Required Reading?

While surfing around some of my children’s literature blogs, I came across a link to this post: Patrick’s Summer Reading Blues. The post caught my eye because Ginger Pye happens to be the book that we are listening to in the car (where we always have an audio book going).

Rick talks about how Ginger Pye (the “required summer reading” for his 8 year old son) turned out to be “problematic” in that his son (and Rick himself) found it very slow-moving and hard to relate to:

Patrick is eight years old, and he has already started forming opinions about school and reading: School is boring. They make you do things that don’t matter. Reading is boring. The books aren’t fun and they don’t mean anything to him.

Rick continues:

And I think Patrick put his finger on a problem that still troubles the world of children’s literature. What kids read is dictated by adults – from the writers and editors to the booksellers and librarians. We are all well-intentioned. We do our best to decide what will be good reading for children, but sometimes we pick what we think kids should like, not what they do like. And when we don’t promote books children actually want to read, what happens? We produce generation after generation of nonreaders.

He seems to be saying that if Newberry Award committees would pick better (more interesting) books to receive their award and if teachers would pick better books as required reading, then kids would learn that reading is fun.
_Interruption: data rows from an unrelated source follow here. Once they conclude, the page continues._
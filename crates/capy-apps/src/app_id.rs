//! Application-id escaping.
//!
//! Ids travel in two directions: desktop-entry file names are unescaped into
//! application ids when the catalog scans, and ids are re-escaped when the
//! launcher derives systemd unit names. Any byte outside `[A-Za-z0-9_]` is
//! written as `\xNN`; a path separator in a file name relative to its search
//! directory becomes `-`.

use std::path::Path;

fn is_plain(byte: u8) -> bool {
    byte.is_ascii_alphanumeric() || byte == b'_'
}

/// Escape an application id for embedding in a unit name.
pub fn escape_app_id(app_id: &str) -> String {
    let mut out = String::with_capacity(app_id.len());
    for byte in app_id.bytes() {
        if is_plain(byte) {
            out.push(byte as char);
        } else {
            out.push_str(&format!("\\x{byte:02x}"));
        }
    }
    out
}

/// Invert [`escape_app_id`]. Malformed `\x` sequences are kept verbatim so a
/// foreign unit name never panics the decoder.
pub fn unescape_app_id(escaped: &str) -> String {
    let bytes = escaped.as_bytes();
    let mut out = Vec::with_capacity(bytes.len());
    let mut i = 0;
    while i < bytes.len() {
        if bytes[i] == b'\\' && i + 3 < bytes.len() && bytes[i + 1] == b'x' {
            let hex = &escaped[i + 2..i + 4];
            if let Ok(byte) = u8::from_str_radix(hex, 16) {
                out.push(byte);
                i += 4;
                continue;
            }
        }
        out.push(bytes[i]);
        i += 1;
    }
    String::from_utf8_lossy(&out).into_owned()
}

/// Derive the application id for a desktop file found under `base_dir`.
/// Subdirectory components join with `-` and the file name is unescaped.
pub fn app_id_from_path(base_dir: &Path, desktop_path: &Path) -> Option<String> {
    let relative = desktop_path.strip_prefix(base_dir).ok()?;
    let stem = relative.to_str()?.strip_suffix(".desktop")?;
    Some(unescape_app_id(&stem.replace('/', "-")))
}

#[cfg(test)]
mod tests {
    use super::*;
    use std::path::PathBuf;

    #[test]
    fn escapes_bytes_outside_plain_set() {
        assert_eq!(escape_app_id("org.example.Edit"), "org\\x2eexample\\x2eEdit");
        assert_eq!(escape_app_id("plain_id9"), "plain_id9");
    }

    #[test]
    fn unescape_inverts_escape() {
        for id in ["org.example.Edit", "a-b@c", "snake_case", "空白 app"] {
            assert_eq!(unescape_app_id(&escape_app_id(id)), id);
        }
    }

    #[test]
    fn malformed_escapes_pass_through() {
        assert_eq!(unescape_app_id("broken\\xzz"), "broken\\xzz");
        assert_eq!(unescape_app_id("tail\\x"), "tail\\x");
    }

    #[test]
    fn app_id_from_subdirectory_joins_with_dash() {
        let base = PathBuf::from("/usr/share/applications");
        let path = base.join("kde4/okular.desktop");
        assert_eq!(app_id_from_path(&base, &path).as_deref(), Some("kde4-okular"));
    }

    #[test]
    fn non_desktop_files_are_rejected() {
        let base = PathBuf::from("/usr/share/applications");
        assert_eq!(app_id_from_path(&base, &base.join("notes.txt")), None);
    }
}
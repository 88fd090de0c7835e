//! Error types for capy-apps

/// Catalog and desktop-entry errors
#[derive(Debug, thiserror::Error)]
pub enum AppsError {
    #[error("invalid desktop entry: {0}")]
    Invalid(String),

    #[error("application {0} is already present")]
    AlreadyPresent(String),

    #[error("application {0} not found")]
    NotFound(String),

    #[error("IO error: {0}")]
    Io(#[from] std::io::Error),
}
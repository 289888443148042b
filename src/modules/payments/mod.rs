//! Payments: REST access plus the two live views built on event streams.
//!
//! - [`PaymentService`]: metrics, transactions, refunds, purchase approvals
//! - [`PaymentMonitor`]: admin dashboard fed by `/ws/admin/payments/`
//! - [`ApprovalInbox`]: a parent's pending purchase approvals, fed by
//!   `/ws/parent/{id}/approvals/`

pub mod approvals;
pub mod monitor;
pub mod service;

pub use approvals::ApprovalInbox;
pub use monitor::{PaymentMonitor, PaymentSnapshot};
pub use service::PaymentService;
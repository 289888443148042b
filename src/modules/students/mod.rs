pub mod service;
pub mod state;

pub use service::StudentService;
pub use state::StudentsState;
I think that he misses the point.

The problem is not that the books are not interesting enough. Or that “good quality” children’s literature is more based on what adults want rather then what kids find interesting. The problem lies in the concept of “required reading”. There is no way that a teacher can assign a reading list with books that every child in the class will enjoy. Reading is much too personal of a thing. One kid’s favorite book is another kid’s drudgery. My guess is that there were some kids in Patrick’s class that did enjoy Ginger Pye. It sounds like there were many that did not.

Kids learn that “reading is boring” when you take the choice to finish a book away from them. And make passing a test (or some other way of “getting credit”) the only reason to finish a book. It is human nature…who likes being forced to do something that they do not enjoy?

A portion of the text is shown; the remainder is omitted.